Attenti ai dosaggi elevati
Dal momento che la vitamina D serve ad assorbire e ad utilizzare il calcio per mantenere le ossa in salute, succede che molti anziani siano sottoposti di defalult a questa terapia, con dosaggi da 600 Ui (Unità internazionali) prima dei 70 anni e di 800 Ui dopo. Mentre dosaggi superiori a 1.000 unità potrebbero presentare il rischio di effetti collaterali anche seri, specialmente nella popolazione più anziana e fragile se ha non carenza di vitamina D. «Se le conclusioni della metanalisi non sono precise, possiamo invece fare tesoro del messaggio di fondo: la supplementazione dell’ormone vitamina D va prescritta quando nell’organismo ve ne sia una carenza effettiva e non come trattamento universale al di sopra di una certa età - sintetizza l’esperto - quindi per stabilire che ve ne sia una necessità è prima opportuno dosarla prima del trattamento. Un trattamento prevede quindi una diagnosi corretta, non sulla base della convinzione che a quell’età tutti siano carenti, e la verifica dei valori raggiunti durante la somministrazione anche per personalizzare i dosaggi. Donne in menopausa e anziani con una diagnosi di osteoporosi dovrebbero ricevere un trattamento adeguato a base di farmaci come i bifosfonati e non solo la supplementazione di vitamina D».

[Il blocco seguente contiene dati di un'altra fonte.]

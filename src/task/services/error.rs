//! Service-level errors for task hierarchy operations.

use super::code_generator::CodeGenerationError;
use crate::task::{
    domain::{HierarchyViolation, TaskCode, TaskDomainError},
    ports::TaskRepositoryError,
};
use thiserror::Error;

/// Service-level errors for task manager operations.
#[derive(Debug, Error)]
pub enum TaskManagerError {
    /// No task has the requested code.
    #[error("task not found with code: {0}")]
    TaskNotFound(TaskCode),
    /// No task has the requested parent code.
    #[error("parent task not found with code: {0}")]
    ParentNotFound(TaskCode),
    /// A hierarchy rule was violated.
    #[error(transparent)]
    Hierarchy(#[from] HierarchyViolation),
    /// Domain validation failed.
    #[error(transparent)]
    Domain(#[from] TaskDomainError),
    /// No unique code could be issued.
    #[error(transparent)]
    CodeGeneration(#[from] CodeGenerationError),
    /// Repository operation failed.
    #[error(transparent)]
    Repository(#[from] TaskRepositoryError),
}

/// Coarse classification of [`TaskManagerError`] for callers that map
/// failures onto transport status codes.
#[derive(Debug, Clone, Copy, PartialEq, Eq, Hash)]
pub enum TaskErrorKind {
    /// A referenced task or parent does not exist.
    NotFound,
    /// A business rule or input constraint was violated.
    ValidationFailure,
    /// The code space was exhausted.
    GenerationExhausted,
    /// A concurrent writer got there first.
    Conflict,
    /// The store failed.
    Internal,
}

impl TaskManagerError {
    /// Returns the failure classification.
    #[must_use]
    pub const fn kind(&self) -> TaskErrorKind {
        match self {
            Self::TaskNotFound(_) | Self::ParentNotFound(_) => TaskErrorKind::NotFound,
            Self::Hierarchy(_) | Self::Domain(_) => TaskErrorKind::ValidationFailure,
            Self::CodeGeneration(_) => TaskErrorKind::GenerationExhausted,
            Self::Repository(err) => match err {
                TaskRepositoryError::NotFound(_) | TaskRepositoryError::ParentNotFound(_) => {
                    TaskErrorKind::NotFound
                }
                TaskRepositoryError::HasChildren { .. } | TaskRepositoryError::Hierarchy(_) => {
                    TaskErrorKind::ValidationFailure
                }
                TaskRepositoryError::DuplicateCode(_) | TaskRepositoryError::VersionConflict(_) => {
                    TaskErrorKind::Conflict
                }
                TaskRepositoryError::Persistence(_) => TaskErrorKind::Internal,
            },
        }
    }

    /// Translates store errors that name a domain condition into their
    /// service-level counterparts.
    pub(crate) fn from_store(err: TaskRepositoryError) -> Self {
        match err {
            TaskRepositoryError::NotFound(code) => Self::TaskNotFound(code),
            TaskRepositoryError::ParentNotFound(code) => Self::ParentNotFound(code),
            TaskRepositoryError::HasChildren { code, count } => {
                Self::Hierarchy(HierarchyViolation::HasChildren { code, count })
            }
            TaskRepositoryError::Hierarchy(violation) => Self::Hierarchy(violation),
            other => Self::Repository(other),
        }
    }
}

/// Result type for task manager operations.
pub type TaskManagerResult<T> = Result<T, TaskManagerError>;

La vitamina D solo a chi ne ha bisogno
La carenza di vitamina D, dunque, va trattata in chi ne ha bisogno. Per la popolazione generale «è necessario promuovere anche campagne di salute e prevenzione che si basino su una corretta alimentazione, una attività fisica regolare che permetta lo sviluppo di muscoli che a loro volta funzionano da stimolo per il rinnovamento dell’osso e soprattutto una quota di tempo all’aria aperta, con il 20% del corpo esposto alla luce del sole, possibilmente anche in inverno nelle ore più calde della giornata», raccomanda Giustina.